This workflow describes how to generate partition labels for a dataset using METIS, and how to generate a partitioned dataset using the partition labels. The scripts for generating partition labels assume you have followed the instructions in INSTALL.md for installing METIS. Note that you should not install METIS yourself or use a package manager to install METIS: our scripts assume that you have installed METIS using the specific repositories and processes outlined in the INSTALL.md file.
NOTE All of the commands in this section will assume that your working directory is the root directory of the SALIENT_plusplus_artifact
repository.
The utility script experiments/download_datasets_fast.py
provides an optional command line argument --simulation_downloads_only
which will (a) download preprocessed (unpartitioned) OGB datasets in the FastDataset format; and (b) download pre-generated partition labels for the OGB datasets. These partition labels will be located in the dataset/partition-labels
directory.

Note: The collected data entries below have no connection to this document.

//! Room list, room creation and room selection.

use crate::messages::{Command, Message};
use crate::network::messages::{builders, InboundEvent};
use crate::reducers::typing;
use crate::state::AppState;
use crate::{debug_log, warn_log};

/// Returns `true` when the message was handled by the rooms reducer.
pub fn update(state: &mut AppState, msg: &Message, cmds: &mut Vec<Command>) -> bool {
    match msg {
        Message::SelectRoom(room) => {
            select_room(state, room, cmds);
            true
        }
        Message::CreateRoom(name) => {
            let name = name.trim();
            if name.is_empty() || state.is_known_room(name) {
                debug_log!("Ignoring create_room for '{}'", name);
                return true;
            }
            if state.user.is_none() {
                warn_log!("Cannot create a room before logging in");
                return true;
            }
            cmds.push(Command::Emit(builders::create_room(name)));
            true
        }
        Message::Inbound(InboundEvent::RoomList(rooms)) => {
            replace_room_list(state, rooms);
            true
        }
        _ => false,
    }
}

fn select_room(state: &mut AppState, room: &str, cmds: &mut Vec<Command>) {
    if !state.is_known_room(room) {
        warn_log!("Ignoring selection of unknown room '{}'", room);
        return;
    }
    if room == state.current_room() {
        return;
    }

    // A pending stop_typing belongs to the room being left.
    if state.pending_stop_typing.is_some() {
        typing::stop_now(state, cmds);
    }

    state.selection.select(room);
    debug_log!("Selected room {}", room);

    if !state.connected {
        // Membership catches up once the socket opens.
        return;
    }
    if let Some(user) = state.user.clone() {
        for event in state.selection.sync(&user) {
            cmds.push(Command::Emit(event));
        }
    }
}

/// The server's list wins, but the selected room and rooms we already hold
/// messages for stay.
fn replace_room_list(state: &mut AppState, rooms: &[String]) {
    let mut next: Vec<String> = Vec::with_capacity(rooms.len() + 1);
    for room in rooms {
        if !next.contains(room) {
            next.push(room.clone());
        }
    }
    let current = state.current_room();
    if !next.iter().any(|r| r == current) {
        next.push(current.to_string());
    }
    let mut retained: Vec<String> = state
        .room_messages
        .room_names()
        .filter(|name| !next.iter().any(|r| r.as_str() == *name))
        .map(str::to_string)
        .collect();
    retained.sort();
    next.extend(retained);

    state.rooms = next;
}

#[cfg(test)]
mod tests {
    use super::*;
    use crate::models::ChatMessage;

    fn connected(name: &str) -> AppState {
        let mut state = AppState::new();
        state.dispatch(Message::Login(name.into()));
        state.dispatch(Message::SocketConnected);
        state.dispatch(Message::Inbound(InboundEvent::RoomList(vec![
            "General".into(),
            "Dev".into(),
        ])));
        state
    }

    #[test]
    fn general_to_dev_leaves_then_joins_once() {
        let mut state = connected("alice");

        let cmds = state.dispatch(Message::SelectRoom("Dev".into()));
        assert_eq!(
            cmds,
            vec![
                Command::Emit(builders::create_leave_room("alice", "General")),
                Command::Emit(builders::create_join_room("alice", "Dev")),
            ]
        );
        assert_eq!(state.current_room(), "Dev");

        assert!(state.dispatch(Message::SelectRoom("Dev".into())).is_empty());
    }

    #[test]
    fn selection_while_offline_defers_membership() {
        let mut state = AppState::new();
        state.dispatch(Message::Login("alice".into()));
        state.ensure_room("Dev");

        assert!(state.dispatch(Message::SelectRoom("Dev".into())).is_empty());
        let cmds = state.dispatch(Message::SocketConnected);
        assert_eq!(
            cmds,
            vec![
                Command::Emit(builders::create_join("alice")),
                Command::Emit(builders::create_join_room("alice", "Dev")),
            ]
        );
    }

    #[test]
    fn unknown_room_is_not_selected() {
        let mut state = connected("alice");
        assert!(state.dispatch(Message::SelectRoom("Nope".into())).is_empty());
        assert_eq!(state.current_room(), "General");
    }

    #[test]
    fn switching_rooms_flushes_pending_typing() {
        let mut state = connected("alice");
        state.dispatch(Message::InputChanged);

        let cmds = state.dispatch(Message::SelectRoom("Dev".into()));
        assert_eq!(cmds[0], Command::CancelStopTyping);
        assert_eq!(
            cmds[1],
            Command::Emit(builders::create_stop_typing("alice", "General"))
        );
        assert!(state.pending_stop_typing.is_none());
    }

    #[test]
    fn create_room_validates_name() {
        let mut state = connected("alice");
        assert_eq!(
            state.dispatch(Message::CreateRoom("  Random ".into())),
            vec![Command::Emit(builders::create_room("Random"))]
        );
        assert!(state.dispatch(Message::CreateRoom("   ".into())).is_empty());
        assert!(state.dispatch(Message::CreateRoom("Dev".into())).is_empty());
    }

    #[test]
    fn room_list_keeps_rooms_with_messages() {
        let mut state = connected("alice");
        state.ensure_room("Old");
        state
            .room_messages
            .append("Old", ChatMessage::new("bob", "hey", "T1"));

        state.dispatch(Message::Inbound(InboundEvent::RoomList(vec![
            "General".into(),
            "Music".into(),
            "General".into(),
        ])));
        assert_eq!(state.rooms, vec!["General", "Music", "Old"]);
    }

    #[test]
    fn room_list_keeps_selected_room() {
        let mut state = connected("alice");
        state.dispatch(Message::SelectRoom("Dev".into()));
        state.dispatch(Message::Inbound(InboundEvent::RoomList(vec!["General".into()])));
        assert_eq!(state.rooms, vec!["General", "Dev"]);
        assert_eq!(state.current_room(), "Dev");
    }
}
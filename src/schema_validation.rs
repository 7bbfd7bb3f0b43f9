//! Schema validation helpers – compiled into WASM.

use jsonschema::JSONSchema;
use lazy_static::lazy_static;
use serde_json::Value;

lazy_static! {
    static ref FRAME_SCHEMA: JSONSchema = {
        // At compile-time embed the schema JSON string.
        let raw = include_str!("schema/event_frame_schema.json");
        let parsed: Value = serde_json::from_str(raw)
            .expect("Event frame JSON schema must be valid JSON");
        JSONSchema::compile(&parsed).expect("valid event frame schema")
    };
}

/// Validate a value against the *EventFrame* schema.
/// Returns `true` when valid, `false` otherwise.
pub fn validate_frame(value: &Value) -> bool {
    FRAME_SCHEMA.is_valid(value)
}

#[cfg(test)]
mod tests {
    use super::*;
    use serde_json::json;

    #[test]
    fn accepts_named_event_with_any_payload() {
        assert!(validate_frame(&json!({"event": "room_list", "data": ["General"]})));
        assert!(validate_frame(&json!({"event": "user_typing", "data": "bob"})));
    }

    #[test]
    fn rejects_malformed_frames() {
        assert!(!validate_frame(&json!(["receive_message", {}])));
        assert!(!validate_frame(&json!({"event": "", "data": null})));
        assert!(!validate_frame(&json!({"event": "room_list"})));
        assert!(!validate_frame(&json!({"event": 7, "data": []})));
    }
}
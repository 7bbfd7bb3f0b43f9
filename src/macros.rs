//! Small crate-wide convenience macros.

/// Log a debug line to the browser console.
///
/// On native targets (unit and integration tests) the line goes to stderr
/// instead, since `web_sys::console` is only callable inside a JS host.
///
/// ```rust,ignore
/// debug_log!("joined room {}", room);
/// ```
#[macro_export]
macro_rules! debug_log {
    ($($arg:tt)*) => {{
        #[cfg(target_arch = "wasm32")]
        web_sys::console::log_1(&format!($($arg)*).into());
        #[cfg(not(target_arch = "wasm32"))]
        eprintln!("[debug] {}", format!($($arg)*));
    }};
}

/// Same as [`debug_log!`] but routed to `console.warn`.
#[macro_export]
macro_rules! warn_log {
    ($($arg:tt)*) => {{
        #[cfg(target_arch = "wasm32")]
        web_sys::console::warn_1(&format!($($arg)*).into());
        #[cfg(not(target_arch = "wasm32"))]
        eprintln!("[warn] {}", format!($($arg)*));
    }};
}

/// Same as [`debug_log!`] but routed to `console.error`.
#[macro_export]
macro_rules! error_log {
    ($($arg:tt)*) => {{
        #[cfg(target_arch = "wasm32")]
        web_sys::console::error_1(&format!($($arg)*).into());
        #[cfg(not(target_arch = "wasm32"))]
        eprintln!("[error] {}", format!($($arg)*));
    }};
}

If you so choose, you can use these pre-generated partition labels to create partitioned datasets without needing to run METIS. To avoid confusion, we suggest that you use a separate directory, dataset/my-partition-labels
, to store any partition labels that you generate yourself.
We provide utility scripts for generating partition labels for a graph dataset. These utility scripts require that the initial unpartitioned dataset be in SALIENT's FastDataset format. However, any dataset that is obtainable from OGB will be automatically downloaded and formatted into the FastDataset format the first time you attempt to use it.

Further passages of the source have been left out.